Siggi wusste nicht, was er tun sollte. Plötzlich trat Koch vor, nahm den linken Arm, riss ihn aus dem Ärmel des Mantels, ließ sich nicht von dem erneuten Schmerzensschrei ablenken und rollte den Ärmel des Pullovers nach oben, packte das Handgelenk und drehte die Innenseite des Arms zu sich.
Oberhalb des Ellenbogens trug der Mann einen verschmierten Verband.
„Was ist das?“, herrschte Koch ihn an.
„Was wohl? Eine Verletzung“, blaffte der Mann zurück. Seine Augen flackerten.
„Woher?“
„Woher? Woher? Eben eine Verletzung. Schussverletzung. Es war Krieg, Mann. Haben Sie wohl nicht mitbekommen. Bei Mami im Bett gelegen, oder was?“
So schnell, dass Siggi es nicht mitbekam, schlug Koch dem Mann mit der flachen Hand ins Gesicht, griff nach dem Verband und schob ihn nach unten.
Eine eiternde, etwa fünf Zentimeter große Wunde kam zum Vorschein.
„Schusswunde, ja?“, herrschte Koch den Mann an. „Schusswunde, ja?“, wiederholte der Kommissar noch einmal und er erschien Siggi wie von Sinnen. „Feindeinwirkung oder selbst beigebracht? Sieht noch ziemlich frisch aus.“
Mit zornigen Blicken sah der Mann Koch an, versuchte sich aus dessen Griff zu lösen, aber der Kommissar hielt ihn eisern umklammert.
„Feindeinwirkung. Natürlich Feindeinwirkung. Was denn sonst?“
„Das wissen Sie doch selbst besser.

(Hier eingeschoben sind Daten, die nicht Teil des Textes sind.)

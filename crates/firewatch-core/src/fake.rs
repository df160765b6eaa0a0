// In-memory `DetectorApi` for tests.
//
// Each endpoint has a script of (delay, outcome) pairs consumed in order,
// then a fallback. Calls are counted when issued, not when they complete.

#![allow(clippy::unwrap_used)]

use std::collections::VecDeque;
use std::future::Future;
use std::sync::Mutex;
use std::sync::atomic::{AtomicUsize, Ordering};
use std::time::Duration;

use firewatch_api::{
    DetectionEvent, DetectorState, DetectorStatus, Error as ApiError, NotificationSettings,
};

use crate::api::DetectorApi;

/// What an endpoint answers once its script is exhausted.
#[derive(Debug, Clone)]
pub(crate) enum Fallback<T> {
    Respond(T),
    Fail(u16),
}

pub(crate) struct Script<T> {
    queue: Mutex<VecDeque<(Duration, Result<T, ApiError>)>>,
    fallback: Mutex<Fallback<T>>,
    calls: AtomicUsize,
}

impl<T: Clone> Script<T> {
    fn new(fallback: T) -> Self {
        Self {
            queue: Mutex::new(VecDeque::new()),
            fallback: Mutex::new(Fallback::Respond(fallback)),
            calls: AtomicUsize::new(0),
        }
    }

    pub(crate) fn push(&self, outcome: Result<T, ApiError>) {
        self.push_delayed(Duration::ZERO, outcome);
    }

    pub(crate) fn push_delayed(&self, delay: Duration, outcome: Result<T, ApiError>) {
        self.queue.lock().unwrap().push_back((delay, outcome));
    }

    pub(crate) fn set_fallback(&self, fallback: Fallback<T>) {
        *self.fallback.lock().unwrap() = fallback;
    }

    fn calls(&self) -> usize {
        self.calls.load(Ordering::SeqCst)
    }

    fn next(&self) -> impl Future<Output = Result<T, ApiError>> + Send + use<T>
    where
        T: Send + 'static,
    {
        self.calls.fetch_add(1, Ordering::SeqCst);
        let scripted = self.queue.lock().unwrap().pop_front();
        let (delay, outcome) = scripted.unwrap_or_else(|| {
            let outcome = match &*self.fallback.lock().unwrap() {
                Fallback::Respond(value) => Ok(value.clone()),
                Fallback::Fail(status) => Err(ApiError::Http {
                    status: *status,
                    message: "Detector not running".into(),
                }),
            };
            (Duration::ZERO, outcome)
        });
        async move {
            if !delay.is_zero() {
                tokio::time::sleep(delay).await;
            }
            outcome
        }
    }
}

/// Number of calls issued per endpoint.
#[derive(Debug, Clone, Copy, PartialEq, Eq, Default)]
pub(crate) struct CallCounts {
    pub status: usize,
    pub detections: usize,
    pub settings: usize,
    pub saves: usize,
    pub tests: usize,
}

pub(crate) struct FakeDetector {
    pub status: Script<DetectorStatus>,
    pub detections: Script<Vec<DetectionEvent>>,
    pub settings: Script<NotificationSettings>,
    pub saves: Script<Option<NotificationSettings>>,
    pub tests: Script<()>,
    saved: Mutex<Vec<NotificationSettings>>,
}

pub(crate) fn idle_status() -> DetectorStatus {
    DetectorStatus {
        state: DetectorState::Idle,
        alarm_active: false,
        frequency: 3150.0,
        magnitude_db: Some(-24.5),
        beep_count: 0,
        timestamp: None,
    }
}

impl FakeDetector {
    pub(crate) fn new() -> Self {
        Self {
            status: Script::new(idle_status()),
            detections: Script::new(Vec::new()),
            settings: Script::new(NotificationSettings::default()),
            saves: Script::new(None),
            tests: Script::new(()),
            saved: Mutex::new(Vec::new()),
        }
    }

    pub(crate) fn calls(&self) -> CallCounts {
        CallCounts {
            status: self.status.calls(),
            detections: self.detections.calls(),
            settings: self.settings.calls(),
            saves: self.saves.calls(),
            tests: self.tests.calls(),
        }
    }

    /// Every copy submitted through `store_settings`, in order.
    pub(crate) fn saved(&self) -> Vec<NotificationSettings> {
        self.saved.lock().unwrap().clone()
    }
}

impl DetectorApi for FakeDetector {
    fn fetch_status(&self) -> impl Future<Output = Result<DetectorStatus, ApiError>> + Send {
        self.status.next()
    }

    fn fetch_detections(
        &self,
    ) -> impl Future<Output = Result<Vec<DetectionEvent>, ApiError>> + Send {
        self.detections.next()
    }

    fn fetch_settings(&self) -> impl Future<Output = Result<NotificationSettings, ApiError>> + Send {
        self.settings.next()
    }

    fn store_settings(
        &self,
        settings: &NotificationSettings,
    ) -> impl Future<Output = Result<Option<NotificationSettings>, ApiError>> + Send {
        self.saved.lock().unwrap().push(settings.clone());
        self.saves.next()
    }

    fn trigger_test_notification(&self) -> impl Future<Output = Result<(), ApiError>> + Send {
        self.tests.next()
    }
}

Welche Blutgruppe haben Sie denn?“
„Davon verstehen Sie nichts. Wenn wir …“ Der Mann hielt inne.
„Ja, weiter! Bringen Sie Ihren Satz zu Ende!“
Trotziges Schweigen war die Antwort.
Koch wandte sich ab. Ihn ekelte der Mann, das war ihm deutlich anzusehen. Siggi verstand zwar nicht warum und was hier gerade passierte, aber er spürte, dass er im Moment auch nicht fragen durfte.
„Machen Sie weiter, Siggi. Fragen Sie ihn, ob er was gesehen hat!“
Damit ging er ein Stück zur Seite und vermied es, den Mann ansehen zu müssen.
„Ja, habe ich gehört“, antwortete dieser auf Siggis Frage nach dem Unfall.